When art is expected to be purely moralizing, it loses any opportunity for critical reflection. All words and images must tell you exactly what they mean. The sinning protagonist must say out loud that his bad actions were indeed bad, lest we come away thinking that the work is endorsing them.

Huckleberry Finn must be judged exclusively by its racial slurs, “Oppenheimer” for its sex scene. ‘Cancel culture’ is painted as an ultra-liberal scheme, but history shows that its means have already been seized by any ideology that can find something it doesn’t like. For instance, a school district in Utah recently tried to ban the Bible after a complaint that it contained “pornographic [and] indecent” material. Under this dichotomy, can we say that it was entirely wrong?

This is not to say that we must necessarily celebrate profanity in art nor claim that it can never be excessive. It is righteous to reject blasphemy, especially when the point is to make fun of the sacred simply for an empty laugh.

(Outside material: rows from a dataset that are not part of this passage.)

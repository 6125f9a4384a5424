//! Static quota lookup.

use std::{collections::BTreeMap, num::NonZeroU32, time::Duration};

use config::{IdentityClass, QuotaConfig};

/// Maximum requests per window for each identity class.
///
/// Loaded once at startup and read-only afterwards.
#[derive(Debug, Clone)]
pub struct QuotaPolicy {
    window: Duration,
    limits: BTreeMap<IdentityClass, NonZeroU32>,
}

impl QuotaPolicy {
    /// Builds the policy from the validated quota configuration.
    pub fn new(config: &QuotaConfig) -> Self {
        Self {
            window: config.window,
            limits: config.limits.clone(),
        }
    }

    /// The limit for a class, or `None` if the class was never configured.
    pub fn limit_for(&self, class: &IdentityClass) -> Option<u32> {
        self.limits.get(class).map(|limit| limit.get())
    }

    /// Whether the class has a configured limit.
    pub fn covers(&self, class: &IdentityClass) -> bool {
        self.limits.contains_key(class)
    }

    /// The window length shared by all classes.
    pub fn window(&self) -> Duration {
        self.window
    }
}

/// Renders a window length for messages, e.g. `hour`, `2 hours` or `90 seconds`.
pub fn describe_window(window: Duration) -> String {
    let secs = window.as_secs();

    let (count, unit) = match secs {
        0 => return format!("{}ms", window.as_millis()),
        s if s % 86_400 == 0 => (s / 86_400, "day"),
        s if s % 3_600 == 0 => (s / 3_600, "hour"),
        s if s % 60 == 0 => (s / 60, "minute"),
        s => (s, "second"),
    };

    if count == 1 {
        unit.to_string()
    } else {
        format!("{count} {unit}s")
    }
}
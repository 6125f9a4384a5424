use indoc::indoc;
use integration_tests::TestServer;

#[tokio::test]
async fn user_class_without_limit_is_fatal() {
    let config = indoc! {r#"
        [[server.auth.users]]
        id = "1"
        username = "carol"
        password = "secret"
        class = "enterprise"
    "#};

    let error = TestServer::try_start(config).await.err().unwrap();

    assert!(error.to_string().contains("'enterprise'"), "{error}");
}

#[tokio::test]
async fn users_file_class_without_limit_is_fatal() {
    let users = tempfile::NamedTempFile::new().unwrap();
    std::fs::write(
        users.path(),
        r#"[{ "id": "1", "username": "carol", "password": "secret", "type": "enterprise" }]"#,
    )
    .unwrap();

    let config = format!("[server.auth]\nusers_file = \"{}\"\n", users.path().display());
    let error = TestServer::try_start(&config).await.err().unwrap();

    assert!(error.to_string().contains("'enterprise'"), "{error}");
}

#[tokio::test]
async fn missing_users_file_is_fatal() {
    let config = indoc! {r#"
        [server.auth]
        users_file = "/nonexistent/users.json"
    "#};

    let error = TestServer::try_start(config).await.err().unwrap();

    assert!(error.to_string().contains("Failed to read users file"), "{error}");
}

#[tokio::test]
async fn starts_without_downstream_credentials() {
    let server = TestServer::start("").await;

    let (status, _) = server.client.status(None).await;

    assert_eq!(status, 200);
}
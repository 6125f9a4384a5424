use std::{sync::Arc, time::Duration};

use rate_limit::UsageTracker;
use tokio::{task::JoinHandle, time::MissedTickBehavior};

/// Periodically drops usage records that can no longer affect an admission.
pub(crate) fn spawn_sweeper(tracker: Arc<UsageTracker>, interval: Duration) -> JoinHandle<()> {
    log::debug!("Evicting stale usage records every {interval:?}");

    tokio::spawn(async move {
        let mut ticker = tokio::time::interval(interval);
        ticker.set_missed_tick_behavior(MissedTickBehavior::Delay);

        // The first tick completes immediately.
        ticker.tick().await;

        loop {
            ticker.tick().await;
            tracker.evict_stale();
        }
    })
}
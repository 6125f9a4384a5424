use async_trait::async_trait;
use config::LlmConfig;
use reqwest::{Client, header::AUTHORIZATION};
use secrecy::ExposeSecret;

use crate::{
    error::LlmError,
    messages::{ChatCompletionRequest, ChatCompletionResponse},
    provider::Generator,
};

const DEFAULT_OPENAI_API_URL: &str = "https://api.openai.com/v1";

pub(crate) struct OpenAIProvider {
    client: Client,
    base_url: String,
    config: LlmConfig,
}

impl OpenAIProvider {
    pub fn new(config: LlmConfig) -> crate::Result<Self> {
        let client = Client::builder().timeout(config.timeout).build().map_err(|e| {
            log::error!("Failed to create HTTP client for OpenAI provider: {e}");
            LlmError::InternalError(None)
        })?;

        // Use custom base URL if provided, otherwise use default
        let base_url = config
            .base_url
            .as_deref()
            .unwrap_or(DEFAULT_OPENAI_API_URL)
            .trim_end_matches('/')
            .to_string();

        Ok(Self {
            client,
            base_url,
            config,
        })
    }

    pub fn base_url(&self) -> &str {
        &self.base_url
    }
}

#[async_trait]
impl Generator for OpenAIProvider {
    async fn generate(&self, prompt: &str) -> crate::Result<String> {
        let url = format!("{}/chat/completions", self.base_url);
        let request = ChatCompletionRequest::prompt(&self.config.model, prompt);

        let mut request_builder = self.client.post(&url);

        if let Some(key) = &self.config.api_key {
            request_builder = request_builder.header(AUTHORIZATION, format!("Bearer {}", key.expose_secret()));
        }

        let response = request_builder.json(&request).send().await.map_err(|e| {
            if e.is_timeout() {
                LlmError::Timeout(format!("no response from OpenAI within {:?}", self.config.timeout))
            } else {
                LlmError::ConnectionError(format!("Failed to send request to OpenAI: {e}"))
            }
        })?;

        let status = response.status();

        if !status.is_success() {
            let error_text = response.text().await.unwrap_or_else(|_| "Unknown error".to_string());
            log::error!("OpenAI API error ({status}): {error_text}");

            return Err(match status.as_u16() {
                400 => LlmError::InvalidRequest(error_text),
                401 => LlmError::AuthenticationFailed(error_text),
                403 => LlmError::InsufficientQuota(error_text),
                404 => LlmError::ModelNotFound(self.config.model.clone()),
                429 => LlmError::RateLimitExceeded(error_text),
                500 => LlmError::InternalError(Some(error_text)),
                _ => LlmError::ProviderApiError {
                    status: status.as_u16(),
                    message: error_text,
                },
            });
        }

        // First get the response as text to log if parsing fails
        let response_text = response.text().await.map_err(|e| {
            if e.is_timeout() {
                LlmError::Timeout(format!("response body from OpenAI not received within {:?}", self.config.timeout))
            } else {
                log::error!("Failed to read OpenAI response body: {e}");
                LlmError::InternalError(None)
            }
        })?;

        let completion: ChatCompletionResponse = sonic_rs::from_str(&response_text).map_err(|e| {
            log::error!("Failed to parse OpenAI chat completion response: {e}");
            log::debug!("Raw response that failed to parse: {response_text}");
            LlmError::InternalError(None)
        })?;

        completion.into_text().ok_or(LlmError::EmptyCompletion)
    }
}
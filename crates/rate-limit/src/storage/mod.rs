//! Storage backends for usage records.

use std::time::Duration;

use tokio::time::Instant;

pub mod memory;

pub use memory::InMemoryStorage;

/// Consumption of one identity key within its current window.
#[derive(Debug, Clone, Copy, PartialEq, Eq)]
pub struct UsageRecord {
    /// Requests counted in the current window, denied ones included.
    pub count: u32,
    /// When the current window started.
    pub window_start: Instant,
}

impl UsageRecord {
    /// Whether the window has elapsed at `now`.
    pub fn is_expired(&self, now: Instant, window: Duration) -> bool {
        now.saturating_duration_since(self.window_start) >= window
    }
}

/// Trait for usage storage backends.
///
/// Implementations must make [`UsageStorage::record_request`] atomic per key: two concurrent calls for the same
/// key must never observe the same count.
pub trait UsageStorage: Send + Sync {
    /// Counts one request for `key` and returns the record as written.
    ///
    /// The record is created on first use and reset when `window` has elapsed since it started.
    fn record_request(&self, key: &str, window: Duration) -> UsageRecord;

    /// Returns the record for `key` without creating or modifying it.
    fn get(&self, key: &str) -> Option<UsageRecord>;

    /// Removes every record whose window started at least `max_age` ago. Returns how many were removed.
    fn evict_older_than(&self, max_age: Duration) -> usize;

    /// Number of records currently held.
    fn len(&self) -> usize;

    /// Whether the store holds no records.
    fn is_empty(&self) -> bool {
        self.len() == 0
    }
}
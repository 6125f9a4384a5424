//! Gatekeeper configuration structures to map the gatekeeper.toml configuration.

#![deny(missing_docs)]

mod auth;
mod identity;
mod llm;
mod loader;
mod quota;

use std::{
    borrow::Cow,
    net::{Ipv4Addr, SocketAddr, SocketAddrV4},
    path::{Path, PathBuf},
};

pub use auth::{AuthConfig, UserRecord};
pub use identity::{Identity, IdentityClass};
pub use llm::LlmConfig;
pub use quota::{EvictionConfig, QuotaConfig};
use serde::Deserialize;

/// Main configuration structure for the gatekeeper.
#[derive(Debug, Clone, Deserialize, Default)]
#[serde(deny_unknown_fields)]
pub struct Config {
    /// HTTP server configuration settings.
    #[serde(default)]
    pub server: ServerConfig,
    /// Downstream text generation settings.
    #[serde(default)]
    pub llm: LlmConfig,
}

impl Config {
    /// Load configuration from a file path.
    pub fn load<P: AsRef<Path>>(path: P) -> anyhow::Result<Config> {
        loader::load(path)
    }

    /// Validates cross-field constraints that serde alone cannot express.
    pub fn validate(&self) -> anyhow::Result<()> {
        loader::validate(self)
    }
}

/// HTTP server configuration settings.
#[derive(Debug, Clone, Deserialize)]
#[serde(default, deny_unknown_fields)]
pub struct ServerConfig {
    /// The socket address the server should listen on.
    pub listen_address: SocketAddr,
    /// Whether `X-Forwarded-For` and `X-Real-IP` are trusted to name the request origin.
    pub trust_forwarded_headers: bool,
    /// TLS configuration for secure connections.
    pub tls: Option<TlsServerConfig>,
    /// Health endpoint configuration.
    pub health: HealthConfig,
    /// Login and token settings.
    pub auth: AuthConfig,
    /// Per-class request quotas.
    pub quotas: QuotaConfig,
}

impl Default for ServerConfig {
    fn default() -> Self {
        Self {
            listen_address: SocketAddr::V4(SocketAddrV4::new(Ipv4Addr::LOCALHOST, 3000)),
            trust_forwarded_headers: false,
            tls: None,
            health: HealthConfig::default(),
            auth: AuthConfig::default(),
            quotas: QuotaConfig::default(),
        }
    }
}

/// TLS configuration for secure connections.
#[derive(Debug, Clone, Deserialize)]
#[serde(deny_unknown_fields)]
pub struct TlsServerConfig {
    /// Path to the TLS certificate PEM file.
    pub certificate: PathBuf,
    /// Path to the TLS private key PEM file.
    pub key: PathBuf,
}

/// Health endpoint configuration.
#[derive(Clone, Debug, Deserialize)]
#[serde(default, deny_unknown_fields)]
pub struct HealthConfig {
    /// Whether the health endpoint is enabled.
    pub enabled: bool,
    /// The path for the health endpoint.
    pub path: Cow<'static, str>,
}

impl Default for HealthConfig {
    fn default() -> Self {
        HealthConfig {
            enabled: true,
            path: Cow::Borrowed("/health"),
        }
    }
}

Likewise, even genuine studies of the profane often tend to miss their mark if they don’t find a careful balance. For example, “The Last Temptation of Christ,” the controversial 1988 film by the great Martin Scorsese, may be sincere in its attempt to illustrate the ramifications of Jesus’ human nature but it takes that inspection to its extreme and it fails by portraying Christ’s hypostatic union as a sort of bipolar disorder.

On the other hand, Scorsese’s later film on religious doubt, 2016’s “Silence,” works well because his characters are simply human, with sympathetic resolves and subtle–yet complete– crises of conscience as they face the reality of religious persecution in 17th century Japan.

“Silence” is a violent, disturbing movie that has an ending that may cross the line of some viewer’s sympathies. It’s hard to say that any of its profanity is unearned, though; it is both deeply respectful of Catholic life and, without judgment, unafraid to show how oppression and flawed wills complicate it.

Most people would profess that we have fallen natures, but we never like to think about how exactly our concupiscence manifests. From slight rudeness to murderous crimes, reality inescapably frustrates our hope for goodness with the tendency to embrace evils of all kinds. Good art, as a thoughtful reflection of the world around us, should never be afraid to fully depict imperfection, whether to laugh at its absurdity, as with Aristophanes, or to expose the consequences of its oft-calculated depravity, like in “Silence.”

These works may discomfort us, they may offend our sensibilities, but if they have a purpose beyond pure shock value, we should not cast them aside. If we approach them with a mature, critical mind, we realize that they find a universal struggle of conscience, examining the same flaws that affect us in our own lives. Art alone will not lead us to salvation, but it can carefully illustrate the broken ends of falsehood and temptations, helping us to turn away and fix our eyes on grace.